Authorization is a key component included in this medianizer. For example, the medianPrice is kept private because the intention is to only read it using read and getResultWithValidity(in case we ever intend to add read authorization like in MCD's OSM). Oracle authorization is done by calling addOracles or removeOracles.

updateResult is not under any kind of authorization. This means that it can be called by anyone who provides valid data. By "valid data" we mean that at least quorum prices must be submitted to the contract alongside the same number of updateTimestamps (array of Unix timestamps for every price) and the v, r and s values which can help prove that every price was signed by an authorized oracle. Two or more prices cannot be signed by the same oracle because the contract checks for uniqueness using a bloom filter.

4. Gotchas

Emergency Oracles

  • They can shutdown the price feed but cannot bring it back up.
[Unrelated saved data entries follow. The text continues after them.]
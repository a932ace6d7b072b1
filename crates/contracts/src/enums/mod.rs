pub mod match_category;
pub mod dataset;
pub mod submission;
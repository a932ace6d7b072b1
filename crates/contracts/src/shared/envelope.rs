use serde::{Deserialize, Serialize};

/// JSON envelope wrapping every backend response: `{ "message": ..., "data": ... }`
#[derive(Debug, Clone, Serialize, Deserialize)]
pub struct ApiEnvelope<T> {
    #[serde(default)]
    pub message: String,
    pub data: T,
}

#[cfg(test)]
mod tests {
    use super::*;

    #[test]
    fn test_message_is_optional() {
        let envelope: ApiEnvelope<Vec<i32>> = serde_json::from_str(r#"{"data":[1,2]}"#).unwrap();
        assert_eq!(envelope.message, "");
        assert_eq!(envelope.data, vec![1, 2]);
    }
}
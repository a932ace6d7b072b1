pub mod resource;
pub mod ui;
Bringing the price feed back up requires governance to step in.

Price Freeze

  • If you void the oracles Ethereum module, the idea is that you cannot interact with any SAFE that depends on that collateralType.
    • Example: ETHUSD shutdown (can still add collateral and pay back debt - increases safety) but you cannot do anything that increases risk (decreases safety - remove collateral, generate coin, etc.) because the system would not know if you would be undercollateralized.
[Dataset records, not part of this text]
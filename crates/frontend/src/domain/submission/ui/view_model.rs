use super::super::{api, model};
use contracts::domain::submission::SubmissionResult;
use gloo_timers::future::TimeoutFuture;
use leptos::prelude::*;
use wasm_bindgen_futures::spawn_local;

/// ViewModel for the upload form
///
/// Owns every mutable field of the draft plus the in-flight flag and the
/// last result. The file selections belong to the root shell (the preview
/// pane reads them too) and are handed in at construction.
#[derive(Clone, Copy)]
pub struct UploadFormViewModel {
    pub resume: RwSignal<Option<web_sys::File>, LocalStorage>,
    pub jd_file: RwSignal<Option<web_sys::File>, LocalStorage>,
    pub jd_text: RwSignal<String>,
    pub category: RwSignal<String>,
    pub score: RwSignal<String>,
    pub submitting: RwSignal<bool>,
    pub result: RwSignal<Option<SubmissionResult>>,
}

impl UploadFormViewModel {
    pub fn new(
        resume: RwSignal<Option<web_sys::File>, LocalStorage>,
        jd_file: RwSignal<Option<web_sys::File>, LocalStorage>,
    ) -> Self {
        Self {
            resume,
            jd_file,
            jd_text: RwSignal::new(String::new()),
            category: RwSignal::new(String::new()),
            score: RwSignal::new(String::new()),
            submitting: RwSignal::new(false),
            result: RwSignal::new(None),
        }
    }

    fn jd_source(&self) -> model::JdSource {
        model::jd_source(self.jd_file.get(), &self.jd_text.get())
    }

    /// Reveal the preview pane, provided both documents are selected.
    pub fn preview_command(&self, on_preview: Callback<()>) {
        if self.resume.with(Option::is_none) || !self.jd_source().has_content() {
            notify("Please upload resume and either JD file or JD text to preview.");
            return;
        }
        on_preview.run(());
    }

    /// Validate the draft and send it to `/process`.
    ///
    /// Missing fields block before any network call. While the request is in
    /// flight the submit control is disabled and re-entry is refused, so at
    /// most one `/process` call is outstanding per form instance. On failure
    /// the previous result is left untouched.
    pub fn submit_command(&self, on_submitted: Callback<()>) {
        if self.submitting.get() {
            return;
        }

        let missing = model::missing_fields(
            self.resume.with(Option::is_some),
            self.jd_source().has_content(),
            &self.category.get(),
            &self.score.get(),
        );
        if !missing.is_empty() {
            notify("All fields are required!");
            return;
        }

        let Some(resume) = self.resume.get() else {
            return;
        };
        let jd = self.jd_source();
        let category = self.category.get();
        let score = self.score.get();
        let vm = *self;

        self.submitting.set(true);
        spawn_local(async move {
            match api::process_submission(&resume, &jd, &category, &score).await {
                Ok(result) => {
                    vm.result.set(Some(result));
                    on_submitted.run(());
                    // Let the result block render before scrolling to it.
                    TimeoutFuture::new(200).await;
                    scroll_result_into_view();
                }
                Err(e) => {
                    log::error!("process request failed: {e}");
                    notify("Something went wrong!");
                }
            }
            vm.submitting.set(false);
        });
    }
}

/// Blocking user notice for validation and submit failures
fn notify(message: &str) {
    if let Some(window) = web_sys::window() {
        let _ = window.alert_with_message(message);
    }
}

fn scroll_result_into_view() {
    let element = web_sys::window()
        .and_then(|w| w.document())
        .and_then(|d| d.get_element_by_id(super::result::RESULT_BLOCK_ID));
    if let Some(element) = element {
        element.scroll_into_view();
    }
}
Governance Led Oracles Require a lot of Upkeep

  • They need to keep all relayers functioning.
  • The community would need to self-police (by looking at each price signer, etc.) if any of them needs to be replaced. They would need to make sure they are constantly being called every hour (for every hour, a transaction gets sent to the OSM, which means that a few transactions have already been sent to the median to update it as well. In addition, there would need to be a transaction sent to the oracleRelayer, as GEB operates in a pool-type method (doesn't update the system/write to it, you tell it to read it from the OSM).
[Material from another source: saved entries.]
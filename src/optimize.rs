//! Constrained minimisation of a two-variable quadratic.
//!
//! The problem is
//!
//! ```text
//! minimise    (x0 - alpha)^2 + (x1 - beta)^2
//! subject to  0 <= x0 <= m,  0 <= x1 <= m,  x0 + x1 <= m
//! ```
//!
//! started from `(m/2, m/2)`. The optimisation itself is delegated to COBYLA; this module
//! counts evaluations, times the calls and narrates the outcome.
//!
//! # Example
//!
//! ```
//! use hostfuncs::optimize::{minimize, OptimizeConfig};
//!
//! let report = minimize(&OptimizeConfig::default()).unwrap();
//! assert!((report.x[0] - 0.225).abs() < 1e-3);
//! assert!((report.x[1] - 0.375).abs() < 1e-3);
//! ```

use std::cell::Cell;
use std::time::{Duration, Instant};

use cobyla::{RhoBeg, StopTols};
use tracing::debug;

use crate::errors::{HostError, OptimizeError};
use crate::log_write;
use crate::logs::LogSink;

/// Log file of the optimisation example.
pub const OPTIMIZE_LOG: &str = "example_NLopt.log";

/// Settings of the optimisation example.
#[derive(Debug, Clone, Copy, PartialEq)]
pub struct OptimizeConfig {
    /// Upper bound of each variable and of their sum
    pub m: f64,
    pub alpha: f64,
    pub beta: f64,
    /// Number of times the optimisation is run, each starting where the previous ended
    pub repeats: usize,
    pub xtol_rel: f64,
    pub max_eval: usize,
}

impl Default for OptimizeConfig {
    fn default() -> Self {
        Self {
            m: 0.6,
            alpha: 0.35,
            beta: 0.5,
            repeats: 10,
            xtol_rel: 1e-4,
            max_eval: 500,
        }
    }
}

impl OptimizeConfig {
    fn validate(&self) -> Result<(), OptimizeError> {
        if !(self.m.is_finite() && self.m > 0.0) {
            return Err(OptimizeError::InvalidProblem(format!(
                "m must be positive and finite, got {}",
                self.m
            )));
        }
        if !(self.alpha.is_finite() && self.beta.is_finite()) {
            return Err(OptimizeError::InvalidProblem(
                "alpha and beta must be finite".to_string(),
            ));
        }
        if self.repeats == 0 || self.max_eval == 0 {
            return Err(OptimizeError::InvalidProblem(
                "repeats and max_eval must be at least one".to_string(),
            ));
        }
        Ok(())
    }
}

/// Outcome of [`minimize`].
#[derive(Debug, Clone, PartialEq)]
pub struct OptimizeReport {
    /// Location of the minimum
    pub x: [f64; 2],
    /// Objective value at `x`
    pub minf: f64,
    /// Wall-clock time of all repeats
    pub time: Duration,
    /// Time spent inside the objective and the constraint
    pub inside: Duration,
    /// Objective evaluations over all repeats
    pub evals: usize,
    /// Status reported by the optimiser on the last repeat
    pub status: String,
}

/// Runs the optimisation `config.repeats` times.
///
/// # Errors
/// [`OptimizeError::InvalidProblem`] for unusable settings, [`OptimizeError::Failed`]
/// with the optimiser's status and last iterate if any repeat fails.
pub fn minimize(config: &OptimizeConfig) -> Result<OptimizeReport, OptimizeError> {
    config.validate()?;
    let OptimizeConfig { m, alpha, beta, .. } = *config;

    let evals = Cell::new(0usize);
    let inside = Cell::new(Duration::ZERO);

    let objective = |x: &[f64], _: &mut ()| {
        let start = Instant::now();
        let value = (x[0] - alpha).powi(2) + (x[1] - beta).powi(2);
        evals.set(evals.get() + 1);
        inside.set(inside.get() + start.elapsed());
        value
    };
    // COBYLA constraints are satisfied when non-negative
    let sum_constraint = |x: &[f64], _: &mut ()| {
        let start = Instant::now();
        let slack = m - (x[0] + x[1]);
        inside.set(inside.get() + start.elapsed());
        slack
    };

    let bounds = [(0.0, m), (0.0, m)];
    let mut x = vec![m / 2.0, m / 2.0];
    let mut minf = f64::NAN;
    let mut status = String::new();

    let start = Instant::now();
    for repeat in 0..config.repeats {
        let stop = StopTols {
            xtol_rel: config.xtol_rel,
            ..StopTols::default()
        };
        match cobyla::minimize(
            objective,
            &x,
            &bounds,
            &[sum_constraint],
            (),
            config.max_eval,
            RhoBeg::All(m / 4.0),
            Some(stop),
        ) {
            Ok((success, xopt, fopt)) => {
                debug!(repeat, ?success, "optimizer finished");
                status = format!("{success:?}");
                x = xopt;
                minf = fopt;
            }
            Err((fail, xopt, fopt)) => {
                return Err(OptimizeError::Failed {
                    status: format!("{fail:?}"),
                    x: xopt,
                    minf: fopt,
                });
            }
        }
    }
    let time = start.elapsed();

    Ok(OptimizeReport {
        x: [x[0], x[1]],
        minf,
        time,
        inside: inside.get(),
        evals: evals.get(),
        status,
    })
}

/// Runs [`minimize`] and writes the outcome to `sink`.
///
/// The sink is reset first. An optimiser failure is recorded and returned as an error;
/// the outcome is only recorded on success.
pub fn run_logged(config: &OptimizeConfig, sink: &LogSink) -> Result<OptimizeReport, HostError> {
    sink.reset()?;
    match minimize(config) {
        Ok(report) => {
            log_write!(
                sink,
                0,
                "found minimum at f(%g,%g) = %0.10g\n",
                report.x[0],
                report.x[1],
                report.minf
            )?;
            log_write!(
                sink,
                0,
                "time: %5.2f, inside %5.2f, evals = %d\n",
                report.time.as_secs_f64(),
                report.inside.as_secs_f64(),
                report.evals
            )?;
            Ok(report)
        }
        Err(err @ OptimizeError::Failed { .. }) => {
            log_write!(sink, 0, "nlopt failed!\n")?;
            Err(err.into())
        }
        Err(err) => Err(err.into()),
    }
}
There is nothing preventing from addAuthorization'ing two prices signers that start with the same address

  • The only thing that this prevents is that you cannot have more than 256 oracles but we don't expect to ever have that many, so it is a hard limit. However, Governance needs to be sure that whoever they are voting in anyone that they have already voting in before with the same two first characters.
  • An example of what a governance proposal would look like in this case:
    • We are adding a new oracle and are proposing (the Foundation) a list of signers (that have been used in the past) and we already have an oracle but want to add someone new (e.g. Dharma or dydx). We would say that they want to be price signers, so these are their addresses and we want to auth those two addresses. They would vote for that, and we would need to keep a list of the already existing addresses and they would need to create an address that doesn't conflict with the existing ones.

5. Failure Modes (Bounds on Operating Conditions & External Risk Factors)

By design, there is currently no way right now to turn off the oracle (failure or returns false) if all the oracles come together and sign a price of zero. This would result in the price being invalid and would return false on getResultWithValidity, telling us to not trust the value.